-- The input follows --
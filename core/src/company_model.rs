//! Company model: one simulated month of orders, payroll and risk.
//!
//! The company owns the run's stream and lends it to the client and
//! order sub-models on every call, so all draws of a run come from one
//! sequence in a fixed order:
//!   1. client count (Poisson)
//!   2. per order: failure probability (Beta), success roll,
//!      order cost (Normal, successful orders only)
//!
//! Staffing cost uses a quadratic deviation penalty around the optimal
//! head count and a log-normalized load term in the risk shape.

use crate::{
    client_model::ClientModel,
    distributions,
    error::{SimError, SimResult},
    order_model::OrderModel,
    rng::LcgStream,
    simulation::MonthOutcome,
};

/// Salary multiplier applied after a low-risk order fails.
const RISK_PENALTY: f64 = 0.15;
/// Extra share of an order's value earned when a high-risk order succeeds.
const RISK_BONUS: f64 = 0.20;
const HIGH_RISK: f64 = 0.7;
const LOW_RISK: f64 = 0.3;

const SHAPE_MIN: f64 = 0.01;
const SHAPE_MAX: f64 = 0.99;
const LOAD_WEIGHT: f64 = 0.6;
const VARIABILITY_WEIGHT: f64 = 0.4;
const BETA_PER_EMPLOYEE: f64 = 0.05;

const OPTIMAL_PER_CLIENT: f64 = 0.5;
const OPTIMAL_COMPLEXITY_WEIGHT: f64 = 10.0;
const DEVIATION_PENALTY: f64 = 0.001;

/// Where an order's failure probability comes from.
#[derive(Debug, Clone, Copy, PartialEq, Eq, Default)]
pub enum RiskModel {
    /// Shape derived every month from load and order variability.
    #[default]
    Dynamic,
    /// Fixed Beta(alpha, beta) shape.
    Fixed { alpha: u32, beta: u32 },
}

#[derive(Debug, Clone)]
pub struct CompanyModel {
    stream: LcgStream,
    employees: u32,
    salary: f64,
    client: ClientModel,
    order: OrderModel,
    risk: RiskModel,
    amount_money: f64,
}

impl CompanyModel {
    pub fn new(
        stream: LcgStream,
        employees: u32,
        salary: f64,
        order: OrderModel,
        risk: RiskModel,
    ) -> SimResult<Self> {
        if employees == 0 {
            return Err(SimError::invalid("employees", 0.0, "must be at least 1"));
        }
        if !salary.is_finite() || salary < 0.0 {
            return Err(SimError::invalid("salary", salary, "must be a finite value of at least 0"));
        }
        if let RiskModel::Fixed { alpha, beta } = risk {
            if alpha == 0 {
                return Err(SimError::invalid("alpha", 0.0, "must be greater than 0"));
            }
            if beta == 0 {
                return Err(SimError::invalid("beta", 0.0, "must be greater than 0"));
            }
        }
        Ok(Self {
            stream,
            employees,
            salary,
            client: ClientModel::new(),
            order,
            risk,
            amount_money: 0.0,
        })
    }

    /// Cumulative profit over every month simulated so far.
    pub fn amount_money(&self) -> f64 {
        self.amount_money
    }

    pub fn employees(&self) -> u32 {
        self.employees
    }

    pub fn order(&self) -> &OrderModel {
        &self.order
    }

    /// Simulate one month and fold its profit into `amount_money`.
    pub fn simulate_month(&mut self, average_clients: u32) -> SimResult<MonthOutcome> {
        let clients = self.client.client_count(&mut self.stream, average_clients);
        let (alpha, beta) = self.risk_shape(clients);

        let mut profit = 0.0;
        let mut successes = 0u32;
        let mut base_salary = self.salary;
        let mut total_fail_chance = 0.0;

        for _ in 0..clients {
            let fail_chance = distributions::beta(&mut self.stream, alpha, beta)?;
            total_fail_chance += fail_chance;

            let succeeded = self.stream.next_f64() > fail_chance;
            let cost = if succeeded {
                self.order.order_cost(&mut self.stream)
            } else {
                0.0
            };
            profit += settle_order(fail_chance, succeeded, cost, &mut base_salary);
            successes += u32::from(succeeded);
        }

        let avg_complexity = if clients > 0 {
            total_fail_chance / clients as f64
        } else {
            0.0
        };
        let optimal = optimal_employees(avg_complexity, clients);
        let salary_cost = self.salary_cost(optimal, base_salary);
        profit -= salary_cost;

        self.amount_money += profit;

        log::debug!(
            "month: clients={clients} successes={successes} optimal_staff={optimal:.2} \
             salary_cost={salary_cost:.2} profit={profit:.2}"
        );

        Ok(MonthOutcome { profit, clients, successes })
    }

    /// Beta shape for this month's failure probabilities.
    fn risk_shape(&self, clients: u32) -> (f64, f64) {
        match self.risk {
            RiskModel::Fixed { alpha, beta } => (alpha as f64, beta as f64),
            RiskModel::Dynamic => {
                let load = clients as f64 / self.employees as f64;
                let alpha = LOAD_WEIGHT * load.ln_1p() + VARIABILITY_WEIGHT * self.order.variability();
                let beta = self.employees as f64 * BETA_PER_EMPLOYEE;
                (alpha.clamp(SHAPE_MIN, SHAPE_MAX), beta.clamp(SHAPE_MIN, SHAPE_MAX))
            }
        }
    }

    /// Payroll for the month, penalizing distance from the optimal head count.
    fn salary_cost(&self, optimal: f64, base_salary: f64) -> f64 {
        let deviation = self.employees as f64 - optimal;
        self.employees as f64 * base_salary * (1.0 + DEVIATION_PENALTY * deviation * deviation)
    }
}

/// Revenue of one order. A success earns `cost * (1 + (1 - fail)^2)`,
/// plus `RISK_BONUS` of that when the order was high risk. A failed
/// low-risk order earns nothing and raises `base_salary` by
/// `RISK_PENALTY` for the rest of the month.
pub fn settle_order(fail_chance: f64, succeeded: bool, cost: f64, base_salary: &mut f64) -> f64 {
    if succeeded {
        let value = cost * (1.0 + (1.0 - fail_chance).powi(2));
        if fail_chance > HIGH_RISK {
            value + value * RISK_BONUS
        } else {
            value
        }
    } else if fail_chance < LOW_RISK {
        *base_salary *= 1.0 + RISK_PENALTY;
        0.0
    } else {
        0.0
    }
}

/// Head count the month's workload calls for. Grows with clients and
/// with the square of the average failure probability.
pub fn optimal_employees(avg_complexity: f64, clients: u32) -> f64 {
    OPTIMAL_PER_CLIENT * clients as f64 + OPTIMAL_COMPLEXITY_WEIGHT * avg_complexity * avg_complexity
}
-- The input concluded --
Task goal:
Reproduce exactly the lines that run from the start of the records to the line with "if alpha == 0", both included.

Expected answer:
filename core/src/company_model.rs
//! Company model: one simulated month of orders, payroll and risk.
//!
//! The company owns the run's stream and lends it to the client and
//! order sub-models on every call, so all draws of a run come from one
//! sequence in a fixed order:
//!   1. client count (Poisson)
//!   2. per order: failure probability (Beta), success roll,
//!      order cost (Normal, successful orders only)
//!
//! Staffing cost uses a quadratic deviation penalty around the optimal
//! head count and a log-normalized load term in the risk shape.

use crate::{
    client_model::ClientModel,
    distributions,
    error::{SimError, SimResult},
    order_model::OrderModel,
    rng::LcgStream,
    simulation::MonthOutcome,
};

/// Salary multiplier applied after a low-risk order fails.
const RISK_PENALTY: f64 = 0.15;
/// Extra share of an order's value earned when a high-risk order succeeds.
const RISK_BONUS: f64 = 0.20;
const HIGH_RISK: f64 = 0.7;
const LOW_RISK: f64 = 0.3;

const SHAPE_MIN: f64 = 0.01;
const SHAPE_MAX: f64 = 0.99;
const LOAD_WEIGHT: f64 = 0.6;
const VARIABILITY_WEIGHT: f64 = 0.4;
const BETA_PER_EMPLOYEE: f64 = 0.05;

const OPTIMAL_PER_CLIENT: f64 = 0.5;
const OPTIMAL_COMPLEXITY_WEIGHT: f64 = 10.0;
const DEVIATION_PENALTY: f64 = 0.001;

/// Where an order's failure probability comes from.
#[derive(Debug, Clone, Copy, PartialEq, Eq, Default)]
pub enum RiskModel {
    /// Shape derived every month from load and order variability.
    #[default]
    Dynamic,
    /// Fixed Beta(alpha, beta) shape.
    Fixed { alpha: u32, beta: u32 },
}

#[derive(Debug, Clone)]
pub struct CompanyModel {
    stream: LcgStream,
    employees: u32,
    salary: f64,
    client: ClientModel,
    order: OrderModel,
    risk: RiskModel,
    amount_money: f64,
}

impl CompanyModel {
    pub fn new(
        stream: LcgStream,
        employees: u32,
        salary: f64,
        order: OrderModel,
        risk: RiskModel,
    ) -> SimResult<Self> {
        if employees == 0 {
            return Err(SimError::invalid("employees", 0.0, "must be at least 1"));
        }
        if !salary.is_finite() || salary < 0.0 {
            return Err(SimError::invalid("salary", salary, "must be a finite value of at least 0"));
        }
        if let RiskModel::Fixed { alpha, beta } = risk {
            if alpha == 0 {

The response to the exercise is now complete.